Boffa L C, Mariani M R, Parker M I
Department of Chemical Carcinogenesis, Istituto Nazionale per la Ricerca sul Cancro, IST, Genova, Italy.
Exp Cell Res. 1994 Apr;211(2):420-3. doi: 10.1006/excr.1994.1107.
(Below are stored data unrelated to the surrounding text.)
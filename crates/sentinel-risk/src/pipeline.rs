//! 검증 파이프라인.
//!
//! 등록된 검증들을 순서대로 실행하고 결과 리포트를 만듭니다.
//! 파이프라인 자체는 거래소 상태를 읽기만 하므로, 같은 컨텍스트로
//! 다시 실행하면 같은 리포트가 나옵니다.

use sentinel_core::{risk_span, PlannedOrder, SentinelResult};
use serde::{Deserialize, Serialize};
use tracing::{debug, info, Instrument};

use crate::checks::{CheckOutcome, TradingCheck};
use crate::context::TradingCheckContext;

/// 실패 검증을 만났을 때의 진행 정책.
#[derive(Debug, Clone, Copy, PartialEq, Eq, Default)]
pub enum PipelinePolicy {
    /// 첫 실패에서 중단
    #[default]
    StopAtFirstFailure,
    /// 실패해도 나머지 검증을 계속 실행
    CollectAll,
}

/// 검증 한 건의 실행 기록.
#[derive(Debug, Clone, PartialEq, Serialize, Deserialize)]
pub struct CheckRecord {
    /// 검증 이름
    pub name: String,
    /// 실행 결과. 건너뛴 검증은 `None`
    pub outcome: Option<CheckOutcome>,
}

impl CheckRecord {
    fn skipped(name: &str) -> Self {
        Self {
            name: name.to_string(),
            outcome: None,
        }
    }

    fn executed(name: &str, outcome: CheckOutcome) -> Self {
        Self {
            name: name.to_string(),
            outcome: Some(outcome),
        }
    }
}

/// 파이프라인 실행 리포트.
#[derive(Debug, Clone, PartialEq, Default, Serialize, Deserialize)]
pub struct PipelineReport {
    /// 실행 순서대로의 검증 기록
    pub records: Vec<CheckRecord>,
}

impl PipelineReport {
    /// 실행된 모든 검증이 통과했으면 `true`.
    ///
    /// 건너뛴 검증은 통과로 칩니다. 실행된 검증이 하나도 없어도
    /// 통과입니다.
    pub fn passed(&self) -> bool {
        self.records
            .iter()
            .filter_map(|record| record.outcome.as_ref())
            .all(|outcome| outcome.passed)
    }

    /// 첫 번째 실패 기록을 반환합니다.
    pub fn first_failure(&self) -> Option<&CheckRecord> {
        self.records.iter().find(|record| {
            record
                .outcome
                .as_ref()
                .is_some_and(|outcome| !outcome.passed)
        })
    }

    /// 실행된(건너뛰지 않은) 검증 수.
    pub fn executed_count(&self) -> usize {
        self.records
            .iter()
            .filter(|record| record.outcome.is_some())
            .count()
    }
}

/// 주문 안전성 검증 파이프라인.
///
/// 검증은 등록 순서대로 실행됩니다. 앞선 검증이 컨텍스트 캐시를
/// 채워 두면 뒤의 검증은 재조회 없이 재사용합니다.
pub struct CheckPipeline {
    checks: Vec<Box<dyn TradingCheck>>,
    policy: PipelinePolicy,
}

impl CheckPipeline {
    /// 빈 파이프라인을 생성합니다.
    pub fn new(policy: PipelinePolicy) -> Self {
        Self {
            checks: Vec::new(),
            policy,
        }
    }

    /// 검증을 뒤에 추가합니다.
    pub fn with_check(mut self, check: Box<dyn TradingCheck>) -> Self {
        self.checks.push(check);
        self
    }

    /// 등록된 검증 수.
    pub fn len(&self) -> usize {
        self.checks.len()
    }

    /// 등록된 검증이 없으면 `true`.
    pub fn is_empty(&self) -> bool {
        self.checks.is_empty()
    }

    /// 주문에 대해 모든 검증을 실행합니다.
    ///
    /// `supports`가 `false`인 검증은 건너뜀으로 기록됩니다.
    /// `StopAtFirstFailure` 정책이면 첫 실패 이후의 검증은 실행하지
    /// 않고 리포트에도 남지 않습니다.
    ///
    /// # Errors
    ///
    /// 검증 내부의 조회/시뮬레이션 에러는 그대로 전파됩니다. 검증
    /// "실패"는 에러가 아니라 리포트에 기록되는 결과입니다.
    pub async fn run(
        &self,
        order: &PlannedOrder,
        ctx: &mut TradingCheckContext,
    ) -> SentinelResult<PipelineReport> {
        let span = risk_span!("check_pipeline", order.symbol, order.side, order.id);
        self.run_inner(order, ctx).instrument(span).await
    }

    async fn run_inner(
        &self,
        order: &PlannedOrder,
        ctx: &mut TradingCheckContext,
    ) -> SentinelResult<PipelineReport> {
        let mut report = PipelineReport::default();

        for check in &self.checks {
            let name = check.name();

            if !check.supports(order, ctx).await? {
                debug!(check = name, "건너뜀");
                report.records.push(CheckRecord::skipped(name));
                continue;
            }

            let outcome = check.check(order, ctx).await?;
            debug!(check = name, passed = outcome.passed, info = %outcome.info, "검증 완료");

            let failed = !outcome.passed;
            report.records.push(CheckRecord::executed(name, outcome));

            if failed && self.policy == PipelinePolicy::StopAtFirstFailure {
                break;
            }
        }

        info!(
            executed = report.executed_count(),
            total = self.checks.len(),
            passed = report.passed(),
            "파이프라인 완료"
        );
        Ok(report)
    }
}

#[cfg(test)]
mod tests {
    use super::*;
    use async_trait::async_trait;
    use rust_decimal_macros::dec;
    use sentinel_core::{PositionSide, RiskSettings, Symbol, Ticker};

    use crate::checks::CheckFailure;

    struct FixedCheck {
        name: &'static str,
        supported: bool,
        outcome: CheckOutcome,
    }

    #[async_trait]
    impl TradingCheck for FixedCheck {
        fn name(&self) -> &str {
            self.name
        }

        async fn supports(
            &self,
            _order: &PlannedOrder,
            _ctx: &mut TradingCheckContext,
        ) -> SentinelResult<bool> {
            Ok(self.supported)
        }

        async fn check(
            &self,
            _order: &PlannedOrder,
            _ctx: &mut TradingCheckContext,
        ) -> SentinelResult<CheckOutcome> {
            Ok(self.outcome.clone())
        }
    }

    fn btc_usdt() -> Symbol {
        Symbol::new("BTC", "USDT", dec!(0.01))
    }

    fn ctx() -> TradingCheckContext {
        let symbol = btc_usdt();
        let price = symbol.price(dec!(30000)).unwrap();
        let ticker = Ticker::new(symbol, price.clone(), price.clone(), price);
        TradingCheckContext::new(ticker, RiskSettings::default())
    }

    fn buy_order() -> PlannedOrder {
        let symbol = btc_usdt();
        let price = symbol.price(dec!(30000)).unwrap();
        PlannedOrder::buy(symbol, PositionSide::Long, price, dec!(0.1), dec!(10))
    }

    fn passing(name: &'static str) -> Box<FixedCheck> {
        Box::new(FixedCheck {
            name,
            supported: true,
            outcome: CheckOutcome::pass("ok"),
        })
    }

    fn failing(name: &'static str) -> Box<FixedCheck> {
        Box::new(FixedCheck {
            name,
            supported: true,
            outcome: CheckOutcome::fail(
                CheckFailure::InsufficientContractBalance {
                    available: dec!(0),
                },
                "no balance",
            ),
        })
    }

    fn unsupported(name: &'static str) -> Box<FixedCheck> {
        Box::new(FixedCheck {
            name,
            supported: false,
            outcome: CheckOutcome::pass("unused"),
        })
    }

    #[tokio::test]
    async fn test_all_passing_pipeline() {
        let pipeline = CheckPipeline::new(PipelinePolicy::StopAtFirstFailure)
            .with_check(passing("a"))
            .with_check(passing("b"));
        let mut ctx = ctx();

        let report = pipeline.run(&buy_order(), &mut ctx).await.unwrap();

        assert!(report.passed());
        assert_eq!(report.records.len(), 2);
        assert_eq!(report.executed_count(), 2);
        assert!(report.first_failure().is_none());
    }

    #[tokio::test]
    async fn test_stop_at_first_failure_halts() {
        let pipeline = CheckPipeline::new(PipelinePolicy::StopAtFirstFailure)
            .with_check(passing("a"))
            .with_check(failing("b"))
            .with_check(passing("c"));
        let mut ctx = ctx();

        let report = pipeline.run(&buy_order(), &mut ctx).await.unwrap();

        assert!(!report.passed());
        assert_eq!(report.records.len(), 2);
        assert_eq!(report.first_failure().unwrap().name, "b");
    }

    #[tokio::test]
    async fn test_collect_all_continues_after_failure() {
        let pipeline = CheckPipeline::new(PipelinePolicy::CollectAll)
            .with_check(failing("a"))
            .with_check(passing("b"));
        let mut ctx = ctx();

        let report = pipeline.run(&buy_order(), &mut ctx).await.unwrap();

        assert!(!report.passed());
        assert_eq!(report.records.len(), 2);
        assert_eq!(report.executed_count(), 2);
    }

    #[tokio::test]
    async fn test_unsupported_check_recorded_as_skipped() {
        let pipeline = CheckPipeline::new(PipelinePolicy::StopAtFirstFailure)
            .with_check(unsupported("a"))
            .with_check(passing("b"));
        let mut ctx = ctx();

        let report = pipeline.run(&buy_order(), &mut ctx).await.unwrap();

        assert!(report.passed());
        assert_eq!(report.records.len(), 2);
        assert_eq!(report.executed_count(), 1);
        assert!(report.records[0].outcome.is_none());
    }

    #[tokio::test]
    async fn test_empty_pipeline_passes() {
        let pipeline = CheckPipeline::new(PipelinePolicy::StopAtFirstFailure);
        let mut ctx = ctx();

        let report = pipeline.run(&buy_order(), &mut ctx).await.unwrap();
        assert!(report.passed());
        assert!(report.records.is_empty());
    }

    #[tokio::test]
    async fn test_rerun_yields_identical_report() {
        let pipeline = CheckPipeline::new(PipelinePolicy::CollectAll)
            .with_check(passing("a"))
            .with_check(unsupported("b"))
            .with_check(failing("c"));
        let mut ctx = ctx();

        let first = pipeline.run(&buy_order(), &mut ctx).await.unwrap();
        let second = pipeline.run(&buy_order(), &mut ctx).await.unwrap();

        assert_eq!(first, second);
    }
}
Previous studies have shown that treatment of cultured fibroblasts with millimolar concentrations of sodium butyrate results in increased methylation of cytosine residues in DNA. In this study, active nucleosomes were fractionated from the inactive ones by organomercurial agarose column chromatography. DNA in each fraction was hydrolyzed to its constituent bases and subjected to HPLC analysis in order to determine the 5-methylcytosine content. In control cells, the active nucleosomal DNA was hypomethylated (0.97 +/- 0.27% 5-methyleytosine) when compared with the inactive DNA fraction (1.61 +/- 0.15%). This result was not unexpected since DNA hypermethylation is generally associated with gene inactivation. Treatment of cells with sodium butyrate, however, resulted in increased methylation of the active nucleosomal DNA such that it was comparable to that of the inactive fraction of control cells (1.73 +/- 0.02% 5-methylcytosine). A much smaller increase in 5-methylcytosine content was detected in the inactive DNA fraction of sodium butyrate-treated cells (from 1.61 to 1.89%). Removal of the sodium butyrate followed by a chase in butyrate-free medium for up to 120 h failed to reverse the butyrate-induced hypermethylation. Reversal was achieved only after continuous culture in butyrate-free medium for 10 days.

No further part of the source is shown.